» **What you should do**
Every line from the one with "use std::sync::Arc;" to the one with "live until exit.", including those two, is to be copied exactly; all other lines of the entries below are left out.

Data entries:
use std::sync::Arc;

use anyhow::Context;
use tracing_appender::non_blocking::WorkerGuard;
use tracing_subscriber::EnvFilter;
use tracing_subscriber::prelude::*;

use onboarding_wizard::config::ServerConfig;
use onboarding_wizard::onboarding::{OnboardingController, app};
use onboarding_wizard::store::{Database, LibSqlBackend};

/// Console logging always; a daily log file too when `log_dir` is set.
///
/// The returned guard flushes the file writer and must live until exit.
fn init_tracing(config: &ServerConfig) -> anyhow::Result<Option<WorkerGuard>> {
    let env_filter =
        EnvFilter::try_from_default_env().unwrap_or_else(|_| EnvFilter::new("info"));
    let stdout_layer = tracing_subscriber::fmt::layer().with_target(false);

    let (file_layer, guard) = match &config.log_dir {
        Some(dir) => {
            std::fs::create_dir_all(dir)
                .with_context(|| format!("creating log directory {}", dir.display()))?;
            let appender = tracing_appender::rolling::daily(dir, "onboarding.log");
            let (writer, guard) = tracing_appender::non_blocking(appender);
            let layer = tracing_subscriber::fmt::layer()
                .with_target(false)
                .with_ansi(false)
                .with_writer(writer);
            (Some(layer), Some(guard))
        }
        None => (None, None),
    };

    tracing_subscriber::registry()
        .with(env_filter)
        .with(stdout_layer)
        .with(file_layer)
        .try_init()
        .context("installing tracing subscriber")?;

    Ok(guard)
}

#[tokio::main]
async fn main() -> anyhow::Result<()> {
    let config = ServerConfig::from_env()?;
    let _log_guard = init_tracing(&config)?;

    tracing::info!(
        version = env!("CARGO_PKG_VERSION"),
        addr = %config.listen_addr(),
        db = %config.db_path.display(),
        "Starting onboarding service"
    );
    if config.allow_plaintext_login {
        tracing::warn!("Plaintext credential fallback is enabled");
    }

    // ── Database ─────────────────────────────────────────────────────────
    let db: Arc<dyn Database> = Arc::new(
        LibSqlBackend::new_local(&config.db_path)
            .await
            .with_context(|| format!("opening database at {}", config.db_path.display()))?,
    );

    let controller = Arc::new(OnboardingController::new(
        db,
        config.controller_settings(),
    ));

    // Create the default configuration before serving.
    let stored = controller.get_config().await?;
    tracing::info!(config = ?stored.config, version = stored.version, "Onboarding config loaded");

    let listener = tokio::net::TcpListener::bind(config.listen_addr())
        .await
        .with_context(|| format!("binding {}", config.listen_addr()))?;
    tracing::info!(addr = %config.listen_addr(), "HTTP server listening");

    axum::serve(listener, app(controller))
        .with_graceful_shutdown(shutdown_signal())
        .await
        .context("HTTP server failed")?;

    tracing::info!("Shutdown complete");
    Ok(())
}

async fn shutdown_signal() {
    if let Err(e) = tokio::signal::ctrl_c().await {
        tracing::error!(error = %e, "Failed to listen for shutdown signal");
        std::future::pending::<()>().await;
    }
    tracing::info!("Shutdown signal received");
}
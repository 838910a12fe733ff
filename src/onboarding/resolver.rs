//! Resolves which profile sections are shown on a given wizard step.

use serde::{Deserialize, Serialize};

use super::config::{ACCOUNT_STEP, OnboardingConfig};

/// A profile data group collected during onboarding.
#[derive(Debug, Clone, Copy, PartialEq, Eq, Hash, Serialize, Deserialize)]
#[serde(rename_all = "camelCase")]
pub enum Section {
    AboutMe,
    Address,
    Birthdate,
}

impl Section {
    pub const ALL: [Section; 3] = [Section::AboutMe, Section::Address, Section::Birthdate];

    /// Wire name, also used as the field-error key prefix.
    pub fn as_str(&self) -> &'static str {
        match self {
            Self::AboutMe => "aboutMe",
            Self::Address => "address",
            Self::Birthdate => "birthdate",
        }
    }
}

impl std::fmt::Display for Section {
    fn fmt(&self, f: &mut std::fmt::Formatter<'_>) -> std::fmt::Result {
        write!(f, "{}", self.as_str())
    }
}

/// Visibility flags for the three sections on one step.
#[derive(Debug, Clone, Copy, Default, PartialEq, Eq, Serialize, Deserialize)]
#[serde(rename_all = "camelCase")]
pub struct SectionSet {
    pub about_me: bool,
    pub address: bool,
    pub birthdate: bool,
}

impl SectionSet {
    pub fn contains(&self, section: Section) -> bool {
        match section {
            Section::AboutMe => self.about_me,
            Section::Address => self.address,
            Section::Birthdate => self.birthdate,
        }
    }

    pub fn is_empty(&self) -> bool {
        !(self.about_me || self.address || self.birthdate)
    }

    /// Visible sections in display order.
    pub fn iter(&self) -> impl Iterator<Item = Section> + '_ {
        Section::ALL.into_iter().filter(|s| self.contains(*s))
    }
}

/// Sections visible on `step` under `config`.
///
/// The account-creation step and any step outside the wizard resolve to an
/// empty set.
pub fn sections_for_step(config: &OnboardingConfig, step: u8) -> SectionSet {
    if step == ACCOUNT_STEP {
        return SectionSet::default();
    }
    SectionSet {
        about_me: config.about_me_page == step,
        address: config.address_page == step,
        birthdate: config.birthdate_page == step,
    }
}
* * *
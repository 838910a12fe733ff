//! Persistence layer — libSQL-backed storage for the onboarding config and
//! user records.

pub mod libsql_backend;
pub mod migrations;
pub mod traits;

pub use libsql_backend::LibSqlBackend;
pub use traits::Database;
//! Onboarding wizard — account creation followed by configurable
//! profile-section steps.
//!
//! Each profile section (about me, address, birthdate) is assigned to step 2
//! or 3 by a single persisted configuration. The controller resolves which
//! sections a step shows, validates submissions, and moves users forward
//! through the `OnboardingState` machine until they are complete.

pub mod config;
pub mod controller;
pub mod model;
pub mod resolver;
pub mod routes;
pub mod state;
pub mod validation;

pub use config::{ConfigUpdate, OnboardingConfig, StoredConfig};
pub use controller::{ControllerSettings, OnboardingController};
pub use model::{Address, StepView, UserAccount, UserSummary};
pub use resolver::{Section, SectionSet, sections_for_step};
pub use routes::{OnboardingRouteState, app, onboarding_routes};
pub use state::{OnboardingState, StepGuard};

» **Answer to this problem**
use std::sync::Arc;

use anyhow::Context;
use tracing_appender::non_blocking::WorkerGuard;
use tracing_subscriber::EnvFilter;
use tracing_subscriber::prelude::*;

use onboarding_wizard::config::ServerConfig;
use onboarding_wizard::onboarding::{OnboardingController, app};
use onboarding_wizard::store::{Database, LibSqlBackend};

/// Console logging always; a daily log file too when `log_dir` is set.
///
/// The returned guard flushes the file writer and must live until exit.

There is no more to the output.